Tras un complicado paso por Mónaco, donde el equipo francés sufrió el abandono de Pierre Gasly en la séptima vuelta, Franco Colapinto se mostró optimista de cara a lo que puede ofrecer el auto en el Gran Premio de Barcelona.
En la última carrera, el argentino finalizó en el puesto 13, un resultado aceptable en lo personal, aunque con múltiples complicaciones durante los entrenamientos y la clasificación, donde fue crítico con el rendimiento del monoplaza. "No da mucha confianza", afirmó tras la sesión del sábado.
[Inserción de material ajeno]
/// Trade the positions of `node` (which has two children) and its in-order
/// successor. The colors stay with the positions, so the ordering is
/// temporarily broken but the coloring is not.
///
/// On return, the focus of `ancestry` is `node`, which has no left child.
unsafe fn swap_with_successor<N: Links>(
    tree: &mut Tree<N>,
    ancestry: &mut impl Ancestry<N>,
    mut node: NonNull<N>,
    mut left: NonNull<N>,
    mut right: NonNull<N>,
) {
    let slot = ancestry.peek();

    // The successor is the minimum of the right subtree
    ancestry.push(node, Dir::Right);
    let mut successor = right;
    while let Some(next) = successor.as_ref().child(Dir::Left) {
        ancestry.push(successor, Dir::Left);
        successor = next;
    }
    guard!(let Some((mut successor_parent, _)) = ancestry.peek() else {
        unreachable_unchecked()
    });
    debug_assert_ne!(node, successor);
    debug_assert_eq!(successor.as_ref().child(Dir::Left), None);

    let node_color = node.as_ref().color();
    node.as_mut().set_color(successor.as_ref().color());
    successor.as_mut().set_color(node_color);

    let successor_right = successor.as_ref().child(Dir::Right);

    successor.as_mut().set_child(Dir::Left, Some(left));
    left.as_mut().set_parent(Some(successor));

    if successor_parent == node {
        // `successor` is `node`'s right child
        debug_assert_eq!(successor, right);
        successor.as_mut().set_child(Dir::Right, Some(node));
        node.as_mut().set_parent(Some(successor));
    } else {
        successor.as_mut().set_child(Dir::Right, Some(right));
        right.as_mut().set_parent(Some(successor));
        successor_parent.as_mut().set_child(Dir::Left, Some(node));
        node.as_mut().set_parent(Some(successor_parent));
    }

    node.as_mut().set_child(Dir::Left, None);
    node.as_mut().set_child(Dir::Right, successor_right);
    if let Some(mut child) = successor_right {
        child.as_mut().set_parent(Some(node));
    }

    successor.as_mut().set_parent(slot.map(|(parent, _)| parent));
    debug_assert_eq!(slot_get(tree, slot), Some(node));
    slot_set(tree, slot, Some(successor));

    ancestry.replace(node, successor);
}

/// Descend from `node` toward `dir` as far as possible. The focus follows.
#[inline]
pub(crate) unsafe fn extreme<N: Links>(
    mut node: NonNull<N>,
    dir: Dir,
    ancestry: &mut impl Ancestry<N>,
) -> NonNull<N> {
    while let Some(child) = node.as_ref().child(dir) {
        ancestry.push(node, dir);
        node = child;
    }
    node
}

/// The first node toward `dir` (`Left` for the minimum) in the tree.
#[inline]
pub(crate) unsafe fn first<N: Links>(
    tree: &Tree<N>,
    dir: Dir,
    ancestry: &mut impl Ancestry<N>,
) -> Option<NonNull<N>> {
    ancestry.clear();
    tree.map(|root| extreme(root, dir, ancestry))
}

/// The in-order neighbor of `node`, the focus of `ancestry`, toward `dir`
/// (`Right` for the successor). The focus follows. If there is none, the
/// ancestry is left exhausted.
pub(crate) unsafe fn step<N: Links>(
    node: NonNull<N>,
    dir: Dir,
    ancestry: &mut impl Ancestry<N>,
) -> Option<NonNull<N>> {
    if let Some(child) = node.as_ref().child(dir) {
        ancestry.push(node, dir);
        return Some(extreme(child, !dir, ancestry));
    }

    // Climb until we leave a subtree hanging on the other side
    while let Some((parent, side)) = ancestry.pop() {
        if side != dir {
            return Some(parent);
        }
    }

    // There's none
    None
}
"Mónaco fue uno de los fines de semana más difíciles que tuve. Es una pista que exige mucha confianza, y siempre es complicado acercarse a los muros sin conocer bien el auto. En general, tuve bastantes dificultades", repasó este jueves en diálogo con la prensa antes del GP español.
"El coche tampoco estaba en su mejor versión. No fue fácil de manejar. A baja velocidad nos costó mucho. Trabajamos intensamente con el equipo para intentar resolver los problemas durante el fin de semana", añadió.
Barcelona: ¿el punto de inflexión para Alpine?
El argentino fundamenta su optimismo en las características del trazado español, que se adapta mejor a las fortalezas del A525, monoplaza que este fin de semana tendrá detalles especiales en su diseño por el 70° aniversario de Alpine.